Bullying Prevention 101
Educate your students about what bullying is what it isn’t; and the different types of bullying.
Although bullying has been identified as an important public health issue, inconsistencies in identifying and categorizing these behaviors remain. The Centers for Disease Control and Prevention established a uniform definition in order to address the inconsistency and clearly distinguish bullying behaviors from conflict, harassment and other forms of aggression among youth. Specifically, bullying is defined as: “any unwanted aggressive behavior(s) by another youth or group of youths who are not siblings or current dating partners that involves an observed or perceived power imbalance and is repeated multiple times or is highly likely to be repeated. Bullying may inflict harm or distress on the targeted youth including physical, psychological, social, or educational harm.8”
Cyberbullying is a specific form of bullying that involves technology. According to Hinduja and Patchin,9 cyberbullying is “willful and repeated harm inflicted through the use of computers, cell phones and other electronic devices.”

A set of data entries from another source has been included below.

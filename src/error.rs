// SPDX-License-Identifier: MPL-2.0
use crate::domain::FileId;
use thiserror::Error;

/// Errors surfaced by the selection box and its adapters.
///
/// Oversubscribed batches and filtered-out mime types are not errors: they
/// are truncated away silently. Only removal of something that is not there
/// and mounting into a missing slot are reported.
#[derive(Debug, Clone, Error, PartialEq, Eq)]
pub enum Error {
    #[error("I/O Error: {0}")]
    Io(String),

    #[error("Config Error: {0}")]
    Config(String),

    #[error("UI Error: {0}")]
    Ui(String),

    /// No slot with this name exists in the host layout.
    #[error("mount target not found: {0}")]
    TargetNotFound(String),

    /// Positional removal outside the current selection.
    #[error("index {index} out of range for {len} selected file(s)")]
    IndexOutOfRange { index: usize, len: usize },

    /// Id-based removal of a file that is no longer selected.
    #[error("file {0} is not selected")]
    UnknownFile(FileId),
}

impl From<std::io::Error> for Error {
    fn from(err: std::io::Error) -> Self {
        Error::Io(err.to_string())
    }
}

impl From<toml::de::Error> for Error {
    fn from(err: toml::de::Error) -> Self {
        Error::Config(err.to_string())
    }
}

impl From<toml::ser::Error> for Error {
    fn from(err: toml::ser::Error) -> Self {
        Error::Config(err.to_string())
    }
}

impl From<iced::Error> for Error {
    fn from(err: iced::Error) -> Self {
        Error::Ui(err.to_string())
    }
}

pub type Result<T> = std::result::Result<T, Error>;

#[cfg(test)]
mod tests {
    use super::*;

    #[test]
    fn display_formats_io_error() {
        let err = Error::Io("disk failure".to_string());
        assert_eq!(format!("{}", err), "I/O Error: disk failure");
    }

    #[test]
    fn from_io_error_produces_io_variant() {
        let io_error = std::io::Error::other("boom");
        let err: Error = io_error.into();
        match err {
            Error::Io(message) => assert!(message.contains("boom")),
            _ => panic!("expected Io variant"),
        }
    }

    #[test]
    fn config_error_formats_properly() {
        let err = Error::Config("bad field".into());
        assert_eq!(format!("{}", err), "Config Error: bad field");
    }

    #[test]
    fn index_out_of_range_reports_bounds() {
        let err = Error::IndexOutOfRange { index: 4, len: 2 };
        assert_eq!(err.to_string(), "index 4 out of range for 2 selected file(s)");
    }

    #[test]
    fn target_not_found_names_target() {
        let err = Error::TargetNotFound("sidebar".into());
        assert!(err.to_string().contains("sidebar"));
    }
}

While the definition of cyberbullying aligns with the traditional definition of bullying, the likelihood of repeated harm from one cyberbullying incident is quite high. This is because instances of cyberbullying can be accessed by multiple parties, forwarded to or shared with others, saved copied, and archived, or linked to other sites/apps and revisited by targets of the aggression – resulting in never-ending exposure and repeated harm.
Bullying that affects a child’s social standing or status is a form of relational aggression.10,11 It can take many forms, including shunning, hazing, spreading rumors, excluding others or teasing. Contrary to popular opinion, both boys and girls engage in relational aggression.